Penulis: Ardhike Indah | Editor: Yoseph Hary W
Laporan Reporter Tribun Jogja, Ardhike Indah
TRIBUNJOGJA.COM - Kebebasan pers dan berekspresi di Indonesia dinilai semakin terancam. Hal ini terlihat dari rentetan teror yang terjadi pada sejumlah jurnalis Indonesia.
Salah satu yang mendapat sorotan adalah aksi teror terhadap redaksi Tempo yang dikirimi paket berisi kepala babi tanpa telinga pada 19 Maret 2025 dan bangkai tikus pada 22 Maret 2025.

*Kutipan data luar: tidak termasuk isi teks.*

use async_trait::async_trait;
use thiserror::Error;

use crate::models::event::ChatTurn;

/// How strictly the provider is asked to produce JSON.
#[derive(Debug, Clone, Copy, PartialEq, Eq)]
pub enum RequestShape {
    JsonMode,
    PlainText,
}

#[derive(Debug, Clone, PartialEq, Eq)]
pub struct ModelVariant {
    pub model: String,
    pub shape: RequestShape,
}

impl ModelVariant {
    pub fn new(model: impl Into<String>, shape: RequestShape) -> Self {
        Self {
            model: model.into(),
            shape,
        }
    }

    pub fn with_shape(&self, shape: RequestShape) -> Self {
        Self {
            model: self.model.clone(),
            shape,
        }
    }
}

#[derive(Debug, Clone)]
pub struct BackendRequest {
    pub system_prompt: String,
    pub user_text: String,
}

impl BackendRequest {
    pub fn from_turn(turn: &ChatTurn, system_prompt: String) -> Self {
        Self {
            system_prompt,
            user_text: turn.user_text.clone(),
        }
    }
}

#[derive(Debug, Clone, PartialEq, Eq, Error)]
pub enum BackendError {
    #[error("quota exhausted: {0}")]
    Quota(String),
    #[error("request rejected: {0}")]
    MalformedRequest(String),
    #[error("backend unreachable: {0}")]
    Unreachable(String),
    #[error("backend returned {status}: {message}")]
    Status { status: u16, message: String },
    #[error("unexpected backend response: {0}")]
    InvalidResponse(String),
    #[error("{0}")]
    Blocked(String),
    #[error("operation not supported by this backend")]
    Unsupported,
}

impl BackendError {
    /// Everything but a content-safety block moves the selector on to the next candidate.
    pub fn is_retryable(&self) -> bool {
        !matches!(self, BackendError::Blocked(_))
    }
}

impl From<reqwest::Error> for BackendError {
    fn from(err: reqwest::Error) -> Self {
        if err.is_decode() {
            BackendError::InvalidResponse(err.to_string())
        } else {
            BackendError::Unreachable(err.to_string())
        }
    }
}

#[async_trait]
pub trait BackendAdapter: Send + Sync {
    fn id(&self) -> &str;

    async fn send(
        &self,
        request: &BackendRequest,
        variant: &ModelVariant,
    ) -> Result<String, BackendError>;

    async fn available_models(&self) -> Result<Vec<String>, BackendError> {
        Err(BackendError::Unsupported)
    }
}

#[derive(Debug, Clone, PartialEq, Eq)]
pub enum AttemptOutcome {
    Success(String),
    RetryableFailure(String),
    FatalFailure(String),
}

#[derive(Debug, Clone, PartialEq, Eq)]
pub struct BackendAttemptResult {
    pub backend_id: String,
    pub outcome: AttemptOutcome,
}

impl BackendAttemptResult {
    pub fn from_result(backend_id: &str, result: Result<String, BackendError>) -> Self {
        let outcome = match result {
            Ok(raw) => AttemptOutcome::Success(raw),
            Err(err) if err.is_retryable() => AttemptOutcome::RetryableFailure(err.to_string()),
            Err(err) => AttemptOutcome::FatalFailure(err.to_string()),
        };
        Self {
            backend_id: backend_id.to_string(),
            outcome,
        }
    }
}

#[cfg(test)]
mod tests {
    use super::*;

    #[test]
    fn only_blocks_are_fatal() {
        let blocked = BackendAttemptResult::from_result(
            "gemini/gemini-2.5-flash",
            Err(BackendError::Blocked("Blocked for safety: SAFETY".to_string())),
        );
        assert_eq!(
            blocked.outcome,
            AttemptOutcome::FatalFailure("Blocked for safety: SAFETY".to_string())
        );

        let quota = BackendAttemptResult::from_result(
            "gemini/gemini-2.5-flash",
            Err(BackendError::Quota("429".to_string())),
        );
        assert!(matches!(quota.outcome, AttemptOutcome::RetryableFailure(_)));

        let ok = BackendAttemptResult::from_result("ollama", Ok("{}".to_string()));
        assert_eq!(ok.outcome, AttemptOutcome::Success("{}".to_string()));
    }
}
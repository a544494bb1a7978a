use serde::{Deserialize, Serialize};
use thiserror::Error;

#[derive(Debug, Clone, PartialEq, Eq, Serialize, Deserialize)]
pub struct CreateEventData {
    #[serde(default)]
    pub summary: String,
    #[serde(default)]
    pub start: String,
    #[serde(default)]
    pub end: String,
}

#[derive(Debug, Clone, PartialEq, Eq, Serialize, Deserialize)]
pub struct DeleteEventData {
    #[serde(rename = "eventId", alias = "event_id", default)]
    pub event_id: String,
}

/// A single calendar mutation requested by the model.
///
/// Wire shape: `{"type": "create" | "delete", "data": {...}}`.
#[derive(Debug, Clone, PartialEq, Eq, Serialize, Deserialize)]
#[serde(tag = "type", content = "data", rename_all = "lowercase")]
pub enum Action {
    Create(CreateEventData),
    Delete(DeleteEventData),
}

#[derive(Debug, Clone, PartialEq, Eq, Error)]
pub enum ActionValidationError {
    #[error("{kind} action is missing required field(s): {fields}")]
    MissingField { kind: &'static str, fields: String },
    #[error("malformed action: {0}")]
    Malformed(String),
}

impl Action {
    pub fn create(
        summary: impl Into<String>,
        start: impl Into<String>,
        end: impl Into<String>,
    ) -> Self {
        Action::Create(CreateEventData {
            summary: summary.into(),
            start: start.into(),
            end: end.into(),
        })
    }

    pub fn delete(event_id: impl Into<String>) -> Self {
        Action::Delete(DeleteEventData {
            event_id: event_id.into(),
        })
    }

    pub fn kind(&self) -> &'static str {
        match self {
            Action::Create(_) => "create",
            Action::Delete(_) => "delete",
        }
    }

    pub fn validate(&self) -> Result<(), ActionValidationError> {
        let missing: Vec<&str> = match self {
            Action::Create(data) => [
                ("summary", &data.summary),
                ("start", &data.start),
                ("end", &data.end),
            ]
            .into_iter()
            .filter(|(_, value)| value.trim().is_empty())
            .map(|(name, _)| name)
            .collect(),
            Action::Delete(data) if data.event_id.trim().is_empty() => vec!["eventId"],
            Action::Delete(_) => Vec::new(),
        };

        if missing.is_empty() {
            Ok(())
        } else {
            Err(ActionValidationError::MissingField {
                kind: self.kind(),
                fields: missing.join(", "),
            })
        }
    }

    /// Short human description used in progress messages.
    pub fn describe(&self) -> String {
        match self {
            Action::Create(data) => format!("Scheduling: {}", data.summary),
            Action::Delete(data) => format!("Deleting event {}", data.event_id),
        }
    }
}

#[derive(Debug, Clone, PartialEq, Eq)]
pub struct ActionRejection {
    pub reason: String,
    pub raw: String,
}

/// One entry of the model's action list, kept at its original position
/// whether or not it passed validation.
#[derive(Debug, Clone, PartialEq, Eq)]
pub enum ProposedAction {
    Valid(Action),
    Rejected(ActionRejection),
}

impl From<Action> for ProposedAction {
    fn from(action: Action) -> Self {
        ProposedAction::Valid(action)
    }
}

impl From<ActionRejection> for ProposedAction {
    fn from(rejection: ActionRejection) -> Self {
        ProposedAction::Rejected(rejection)
    }
}

#[derive(Debug, Clone, PartialEq, Eq, Default)]
pub struct Decision {
    pub response_text: String,
    pub proposals: Vec<ProposedAction>,
}

impl Decision {
    pub fn reply_only(text: impl Into<String>) -> Self {
        Self {
            response_text: text.into(),
            proposals: Vec::new(),
        }
    }

    pub fn actions(&self) -> Vec<&Action> {
        self.proposals
            .iter()
            .filter_map(|p| match p {
                ProposedAction::Valid(action) => Some(action),
                ProposedAction::Rejected(_) => None,
            })
            .collect()
    }

    pub fn rejected(&self) -> Vec<&ActionRejection> {
        self.proposals
            .iter()
            .filter_map(|p| match p {
                ProposedAction::Rejected(rejection) => Some(rejection),
                ProposedAction::Valid(_) => None,
            })
            .collect()
    }
}
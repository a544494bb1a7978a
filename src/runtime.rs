use std::sync::Arc;

use tokio::task::JoinHandle;
use tracing::warn;

use crate::clients::gemini_client::GeminiClient;
use crate::clients::google_calendar_client::GoogleCalendarClient;
use crate::clients::ollama_client::OllamaClient;
use crate::config::{BackendKind, ConfigError, HostOverride, Settings};
use crate::events::queue::EventBus;
use crate::events::worker::run_event_worker;
use crate::handlers::action::ActionExecutor;
use crate::handlers::chat::ChatOrchestrator;
use crate::service::backend::{ModelVariant, RequestShape};
use crate::service::calendar::CalendarClient;
use crate::service::context_builder::ContextBuilder;
use crate::service::notifier::Notifier;
use crate::service::selector::{BackendSelector, Candidate};

pub fn http_client(settings: &Settings) -> Result<reqwest::Client, ConfigError> {
    reqwest::Client::builder()
        .timeout(settings.http_timeout)
        .build()
        .map_err(|e| ConfigError::InvalidValue {
            key: "HTTP_TIMEOUT_SECS",
            value: e.to_string(),
        })
}

pub fn calendar_client(
    settings: &Settings,
    http: reqwest::Client,
) -> Result<Arc<dyn CalendarClient>, ConfigError> {
    let token = settings
        .calendar_token
        .clone()
        .ok_or(ConfigError::Missing("GOOGLE_CALENDAR_TOKEN"))?;
    Ok(Arc::new(GoogleCalendarClient::new(
        http,
        settings.calendar_base_url.clone(),
        token,
        settings.timezone,
    )))
}

/// Expands the configured backend order into the flat candidate list.
pub fn backend_candidates(settings: &Settings, http: reqwest::Client) -> Vec<Candidate> {
    let mut candidates = Vec::new();
    for kind in &settings.backends {
        match kind {
            BackendKind::Ollama => {
                let client = Arc::new(OllamaClient::new(
                    http.clone(),
                    settings.ollama_host.clone(),
                    HostOverride::new(settings.ollama_host_file.clone()),
                ));
                candidates.push(Candidate::new(
                    client,
                    ModelVariant::new(settings.ollama_model.clone(), RequestShape::JsonMode),
                ));
            }
            BackendKind::Gemini => {
                let Some(api_key) = settings.gemini_api_key.clone() else {
                    warn!("GEMINI_API_KEY not set, skipping gemini backend");
                    continue;
                };
                let client = Arc::new(GeminiClient::new(
                    http.clone(),
                    settings.gemini_base_url.clone(),
                    api_key,
                ));
                for variant in &settings.gemini_models {
                    candidates.push(Candidate::new(client.clone(), variant.clone()));
                }
            }
        }
    }
    candidates
}

pub fn build_orchestrator(
    settings: &Settings,
    calendar: Arc<dyn CalendarClient>,
    notifier: Arc<dyn Notifier>,
    http: reqwest::Client,
) -> ChatOrchestrator {
    ChatOrchestrator::new(
        ContextBuilder::new(calendar.clone()),
        BackendSelector::new(backend_candidates(settings, http)),
        ActionExecutor::new(calendar, notifier.clone()),
        notifier,
        settings.timezone,
    )
}

pub fn spawn_chat_worker(orchestrator: ChatOrchestrator) -> (EventBus, JoinHandle<()>) {
    let (bus, rx) = EventBus::new(1);
    let handle = tokio::spawn(run_event_worker(rx, orchestrator));
    (bus, handle)
}
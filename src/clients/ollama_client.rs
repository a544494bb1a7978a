use async_trait::async_trait;
use reqwest::StatusCode;
use serde::{Deserialize, Serialize};

use crate::config::HostOverride;
use crate::service::backend::{BackendAdapter, BackendError, BackendRequest, ModelVariant, RequestShape};

const CONTEXT_TOKENS: u32 = 32768;

#[derive(Debug, Serialize)]
struct ChatMessage<'a> {
    role: &'a str,
    content: &'a str,
}

#[derive(Debug, Serialize)]
struct ChatOptions {
    temperature: f32,
    num_predict: u32,
    num_ctx: u32,
}

#[derive(Debug, Serialize)]
struct ChatRequest<'a> {
    model: &'a str,
    messages: Vec<ChatMessage<'a>>,
    stream: bool,
    #[serde(skip_serializing_if = "Option::is_none")]
    format: Option<&'static str>,
    options: ChatOptions,
}

#[derive(Debug, Deserialize)]
struct ChatResponse {
    message: Option<ResponseMessage>,
    error: Option<String>,
}

#[derive(Debug, Deserialize)]
struct ResponseMessage {
    content: String,
}

#[derive(Debug, Deserialize)]
struct TagList {
    #[serde(default)]
    models: Vec<TagInfo>,
}

#[derive(Debug, Deserialize)]
struct TagInfo {
    name: String,
}

/// Talks to an Ollama server, usually exposed through a tunnel.
pub struct OllamaClient {
    http: reqwest::Client,
    default_host: String,
    host_override: HostOverride,
}

impl OllamaClient {
    pub fn new(http: reqwest::Client, default_host: impl Into<String>, host_override: HostOverride) -> Self {
        Self {
            http,
            default_host: default_host.into().trim_end_matches('/').to_string(),
            host_override,
        }
    }

    /// Resolved on every call so a host changed mid-session is picked up.
    pub async fn host(&self) -> String {
        self.host_override
            .current()
            .await
            .unwrap_or_else(|| self.default_host.clone())
    }
}

fn build_request<'a>(request: &'a BackendRequest, variant: &'a ModelVariant) -> ChatRequest<'a> {
    ChatRequest {
        model: &variant.model,
        messages: vec![
            ChatMessage {
                role: "system",
                content: &request.system_prompt,
            },
            ChatMessage {
                role: "user",
                content: &request.user_text,
            },
        ],
        stream: false,
        format: match variant.shape {
            RequestShape::JsonMode => Some("json"),
            RequestShape::PlainText => None,
        },
        options: ChatOptions {
            temperature: 0.2,
            num_predict: CONTEXT_TOKENS,
            num_ctx: CONTEXT_TOKENS,
        },
    }
}

fn interpret_response(status: StatusCode, body: &str) -> Result<String, BackendError> {
    let parsed: Option<ChatResponse> = serde_json::from_str(body).ok();
    if !status.is_success() {
        let message = parsed
            .and_then(|p| p.error)
            .unwrap_or_else(|| status.canonical_reason().unwrap_or("unknown error").to_string());
        return Err(match status {
            StatusCode::TOO_MANY_REQUESTS => BackendError::Quota(message),
            StatusCode::BAD_REQUEST => BackendError::MalformedRequest(message),
            _ => BackendError::Status {
                status: status.as_u16(),
                message,
            },
        });
    }

    match parsed {
        Some(ChatResponse {
            message: Some(message),
            ..
        }) => Ok(message.content),
        Some(ChatResponse {
            error: Some(error), ..
        }) => Err(BackendError::InvalidResponse(error)),
        _ => Err(BackendError::InvalidResponse(format!("unexpected body: {}", body))),
    }
}

#[async_trait]
impl BackendAdapter for OllamaClient {
    fn id(&self) -> &str {
        "ollama"
    }

    async fn send(
        &self,
        request: &BackendRequest,
        variant: &ModelVariant,
    ) -> Result<String, BackendError> {
        let url = format!("{}/api/chat", self.host().await);
        let response = self
            .http
            .post(url)
            .header("ngrok-skip-browser-warning", "true")
            .json(&build_request(request, variant))
            .send()
            .await?;

        let status = response.status();
        let text = response.text().await?;
        interpret_response(status, &text)
    }

    async fn available_models(&self) -> Result<Vec<String>, BackendError> {
        let url = format!("{}/api/tags", self.host().await);
        let response = self
            .http
            .get(url)
            .header("ngrok-skip-browser-warning", "true")
            .send()
            .await?;
        let status = response.status();
        if !status.is_success() {
            return Err(BackendError::Status {
                status: status.as_u16(),
                message: response.text().await.unwrap_or_default(),
            });
        }
        let tags: TagList = response.json().await?;
        Ok(tags.models.into_iter().map(|m| m.name).collect())
    }
}
use std::sync::Arc;

use calendarBot::events::queue::EventBus;
use calendarBot::events::worker::run_event_worker;
use calendarBot::handlers::action::{ActionExecutor, ActionOutcome};
use calendarBot::handlers::chat::{ChatOrchestrator, TurnOutcome};
use calendarBot::models::event::{CreatedEvent, EventStart, EventSummary};
use calendarBot::service::backend::{BackendAdapter, BackendError, BackendRequest, ModelVariant, RequestShape};
use calendarBot::service::calendar::{CalendarClient, CalendarError};
use calendarBot::service::context_builder::ContextBuilder;
use calendarBot::service::notifier::{Notification, Notifier};
use calendarBot::service::selector::{BackendSelector, Candidate};
use chrono::{DateTime, Duration, Utc};
use tokio::sync::Mutex;

struct FakeBackend {
    response: Result<String, BackendError>,
    prompts: Mutex<Vec<BackendRequest>>,
}

impl FakeBackend {
    fn new(response: Result<String, BackendError>) -> Arc<Self> {
        Arc::new(Self {
            response,
            prompts: Mutex::new(Vec::new()),
        })
    }
}

#[async_trait::async_trait]
impl BackendAdapter for FakeBackend {
    fn id(&self) -> &str {
        "fake"
    }

    async fn send(
        &self,
        request: &BackendRequest,
        _variant: &ModelVariant,
    ) -> Result<String, BackendError> {
        self.prompts.lock().await.push(request.clone());
        self.response.clone()
    }
}

#[derive(Default)]
struct FakeCalendar {
    events: Mutex<Vec<EventSummary>>,
    creates: Mutex<Vec<(String, String, String)>>,
    list_calls: Mutex<usize>,
}

#[async_trait::async_trait]
impl CalendarClient for FakeCalendar {
    async fn list_upcoming(
        &self,
        _now: DateTime<Utc>,
        _max: usize,
    ) -> Result<Vec<EventSummary>, CalendarError> {
        *self.list_calls.lock().await += 1;
        Ok(self.events.lock().await.clone())
    }

    async fn create_event(
        &self,
        summary: &str,
        start: &str,
        end: &str,
    ) -> Result<CreatedEvent, CalendarError> {
        self.creates
            .lock()
            .await
            .push((summary.to_string(), start.to_string(), end.to_string()));
        let id = format!("evt-{}", self.creates.lock().await.len());
        self.events.lock().await.push(EventSummary {
            id: id.clone(),
            title: summary.to_string(),
            start: EventStart::DateTime((Utc::now() + Duration::days(1)).fixed_offset()),
        });
        Ok(CreatedEvent {
            link: Some(format!("https://calendar.example/{id}")),
            id,
        })
    }

    async fn delete_event(&self, event_id: &str) -> Result<(), CalendarError> {
        let mut events = self.events.lock().await;
        let before = events.len();
        events.retain(|e| e.id != event_id);
        if events.len() == before {
            return Err(CalendarError::Api {
                status: 404,
                message: "Not Found".to_string(),
            });
        }
        Ok(())
    }
}

#[derive(Default)]
struct RecordingNotifier {
    seen: Mutex<Vec<Notification>>,
}

#[async_trait::async_trait]
impl Notifier for RecordingNotifier {
    async fn notify(&self, notification: Notification) {
        self.seen.lock().await.push(notification);
    }
}

fn orchestrator(
    backend: Arc<FakeBackend>,
    calendar: Arc<FakeCalendar>,
    notifier: Arc<RecordingNotifier>,
) -> ChatOrchestrator {
    ChatOrchestrator::new(
        ContextBuilder::new(calendar.clone()),
        BackendSelector::new(vec![Candidate::new(
            backend,
            ModelVariant::new("test-model", RequestShape::JsonMode),
        )]),
        ActionExecutor::new(calendar, notifier.clone()),
        notifier,
        chrono_tz::Tz::UTC,
    )
}

#[tokio::test]
async fn schedule_lunch_through_the_worker() {
    let backend = FakeBackend::new(Ok(r#"{"response_text":"Agendado.","actions":[{"type":"create","data":{"summary":"Lunch","start":"2025-01-01T12:00:00","end":"2025-01-01T13:00:00"}}]}"#.to_string()));
    let calendar = Arc::new(FakeCalendar::default());
    let notifier = Arc::new(RecordingNotifier::default());

    let (bus, rx) = EventBus::new(1);
    let worker = tokio::spawn(run_event_worker(
        rx,
        orchestrator(backend.clone(), calendar.clone(), notifier.clone()),
    ));

    let outcome = bus
        .submit("Schedule Lunch at 2025-01-01T12:00:00 to 2025-01-01T13:00:00")
        .await
        .expect("worker answers");
    drop(bus);
    let _ = worker.await;

    assert_eq!(
        *calendar.creates.lock().await,
        vec![(
            "Lunch".to_string(),
            "2025-01-01T12:00:00".to_string(),
            "2025-01-01T13:00:00".to_string()
        )]
    );

    let prompts = backend.prompts.lock().await;
    assert_eq!(
        prompts[0].user_text,
        "Schedule Lunch at 2025-01-01T12:00:00 to 2025-01-01T13:00:00"
    );
    assert!(prompts[0].system_prompt.contains("NO UPCOMING EVENTS."));

    let seen = notifier.seen.lock().await;
    assert_eq!(seen[0], Notification::Thinking);
    assert_eq!(seen[1], Notification::Reply("Agendado.".to_string()));
    assert!(seen.iter().any(|n| n.to_string().contains("Agendado.")));
    assert!(matches!(seen.last(), Some(Notification::ActionSucceeded { .. })));

    match outcome {
        TurnOutcome::Completed {
            report,
            refreshed_context,
            ..
        } => {
            assert!(matches!(report.outcomes[0], ActionOutcome::Created { .. }));
            let refreshed = refreshed_context.expect("context refreshed after actions");
            assert_eq!(refreshed.len(), 1);
            assert_eq!(refreshed[0].title, "Lunch");
        }
        other => panic!("expected completed turn, got {other:?}"),
    }
    assert_eq!(*calendar.list_calls.lock().await, 2);
}

#[tokio::test]
async fn agenda_ids_reach_the_prompt_and_deletes_run() {
    let backend = FakeBackend::new(Ok(
        "Okay!\n{\"response_text\":\"Deleted.\",\"action\":{\"type\":\"delete\",\"data\":{\"eventId\":\"gym-7\"}}}".to_string(),
    ));
    let calendar = Arc::new(FakeCalendar::default());
    calendar.events.lock().await.push(EventSummary {
        id: "gym-7".to_string(),
        title: "Gym".to_string(),
        start: EventStart::DateTime((Utc::now() + Duration::hours(5)).fixed_offset()),
    });
    let notifier = Arc::new(RecordingNotifier::default());
    let orchestrator = orchestrator(backend.clone(), calendar.clone(), notifier.clone());

    let outcome = orchestrator.handle_turn("delete my gym session").await;

    assert!(backend.prompts.lock().await[0]
        .system_prompt
        .contains("- ID: gym-7 | Title: Gym"));
    assert!(calendar.events.lock().await.is_empty());
    match outcome {
        TurnOutcome::Completed {
            refreshed_context: Some(refreshed),
            ..
        } => assert!(refreshed.is_empty()),
        other => panic!("expected refreshed context, got {other:?}"),
    }
}

#[tokio::test]
async fn rejected_actions_are_surfaced_not_executed() {
    let backend = FakeBackend::new(Ok(r#"{"response_text":"Booked.","actions":[{"type":"create","data":{"summary":"Call","start":"2025-03-01T10:00:00"}}]}"#.to_string()));
    let calendar = Arc::new(FakeCalendar::default());
    let notifier = Arc::new(RecordingNotifier::default());
    let orchestrator = orchestrator(backend, calendar.clone(), notifier.clone());

    let outcome = orchestrator.handle_turn("book a call").await;

    assert!(calendar.creates.lock().await.is_empty());
    let seen = notifier.seen.lock().await;
    assert_eq!(seen[1], Notification::Reply("Booked.".to_string()));
    match &seen[2] {
        Notification::ActionRejected(reason) => assert!(reason.contains("end")),
        other => panic!("expected rejection, got {other:?}"),
    }
    match outcome {
        TurnOutcome::Completed {
            refreshed_context, ..
        } => assert!(refreshed_context.is_none()),
        other => panic!("expected completed turn, got {other:?}"),
    }
}

#[tokio::test]
async fn rejections_are_reported_in_proposal_order() {
    let backend = FakeBackend::new(Ok(r#"{"response_text":"ok","actions":[
        {"type":"create","data":{"summary":"Lunch","start":"2025-01-01T12:00:00","end":"2025-01-01T13:00:00"}},
        {"type":"delete","data":{}}
    ]}"#.to_string()));
    let calendar = Arc::new(FakeCalendar::default());
    let notifier = Arc::new(RecordingNotifier::default());
    let orchestrator = orchestrator(backend, calendar.clone(), notifier.clone());

    let outcome = orchestrator.handle_turn("lunch tomorrow and delete that thing").await;

    assert_eq!(calendar.creates.lock().await.len(), 1);
    let seen = notifier.seen.lock().await;
    assert_eq!(seen.len(), 5);
    assert_eq!(seen[0], Notification::Thinking);
    assert_eq!(seen[1], Notification::Reply("ok".to_string()));
    assert_eq!(seen[2], Notification::ActionStarted("Scheduling: Lunch".to_string()));
    assert!(matches!(seen[3], Notification::ActionSucceeded { .. }));
    match &seen[4] {
        Notification::ActionRejected(reason) => assert!(reason.contains("eventId")),
        other => panic!("expected rejection last, got {other:?}"),
    }
    match outcome {
        TurnOutcome::Completed { report, .. } => {
            assert!(matches!(report.outcomes[0], ActionOutcome::Created { .. }));
            assert!(matches!(report.outcomes[1], ActionOutcome::Rejected { .. }));
        }
        other => panic!("expected completed turn, got {other:?}"),
    }
}

#[tokio::test]
async fn malformed_output_is_shown_as_text() {
    let backend = FakeBackend::new(Ok("I can't access calendars right now.".to_string()));
    let calendar = Arc::new(FakeCalendar::default());
    let notifier = Arc::new(RecordingNotifier::default());
    let orchestrator = orchestrator(backend, calendar, notifier.clone());

    orchestrator.handle_turn("hi").await;

    let seen = notifier.seen.lock().await;
    assert_eq!(
        *seen,
        vec![
            Notification::Thinking,
            Notification::Reply("I can't access calendars right now.".to_string()),
        ]
    );
}

#[tokio::test]
async fn blocked_reply_ends_the_turn() {
    let backend = FakeBackend::new(Err(BackendError::Blocked(
        "Blocked for safety (test-model): SAFETY".to_string(),
    )));
    let calendar = Arc::new(FakeCalendar::default());
    let notifier = Arc::new(RecordingNotifier::default());
    let orchestrator = orchestrator(backend, calendar, notifier.clone());

    let outcome = orchestrator.handle_turn("something unsafe").await;

    assert_eq!(
        outcome,
        TurnOutcome::Blocked {
            message: "Blocked for safety (test-model): SAFETY".to_string()
        }
    );
    let seen = notifier.seen.lock().await;
    assert_eq!(
        seen.last(),
        Some(&Notification::Reply("Blocked for safety (test-model): SAFETY".to_string()))
    );
}

#[tokio::test]
async fn exhausted_backends_leave_the_next_turn_working() {
    let failing = FakeBackend::new(Err(BackendError::Unreachable("connection refused".to_string())));
    let calendar = Arc::new(FakeCalendar::default());
    let notifier = Arc::new(RecordingNotifier::default());
    let orchestrator = orchestrator(failing, calendar.clone(), notifier.clone());

    let first = orchestrator.handle_turn("hello").await;
    assert!(matches!(first, TurnOutcome::Exhausted { .. }));
    let second = orchestrator.handle_turn("hello again").await;
    assert!(matches!(second, TurnOutcome::Exhausted { .. }));

    let seen = notifier.seen.lock().await;
    assert_eq!(seen.len(), 4);
    assert!(seen[1].to_string().contains("connection refused"));
    assert_eq!(*calendar.list_calls.lock().await, 2);
}

#[tokio::test]
async fn blank_input_is_ignored() {
    let backend = FakeBackend::new(Ok("{}".to_string()));
    let calendar = Arc::new(FakeCalendar::default());
    let notifier = Arc::new(RecordingNotifier::default());
    let orchestrator = orchestrator(backend.clone(), calendar, notifier.clone());

    assert_eq!(orchestrator.handle_turn("   ").await, TurnOutcome::Ignored);
    assert!(backend.prompts.lock().await.is_empty());
    assert!(notifier.seen.lock().await.is_empty());
}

Paket berisi kepala babi itu dikirim oleh kurir untuk Francisca Christy Rosana, wartawan desk politik Tempo dan host Bocor Alus Politik. Teror masih berlanjut, Tempo mendapat kiriman bangkai enam ekor tikus yang dipenggal, Sabtu 22 Maret 2025, pukul 08.00 WIB.
Diketahui, Majalah Tempo dikenal sebagai media yang secara konsisten mengkritik rezim politik Jokowi hingga Prabowo.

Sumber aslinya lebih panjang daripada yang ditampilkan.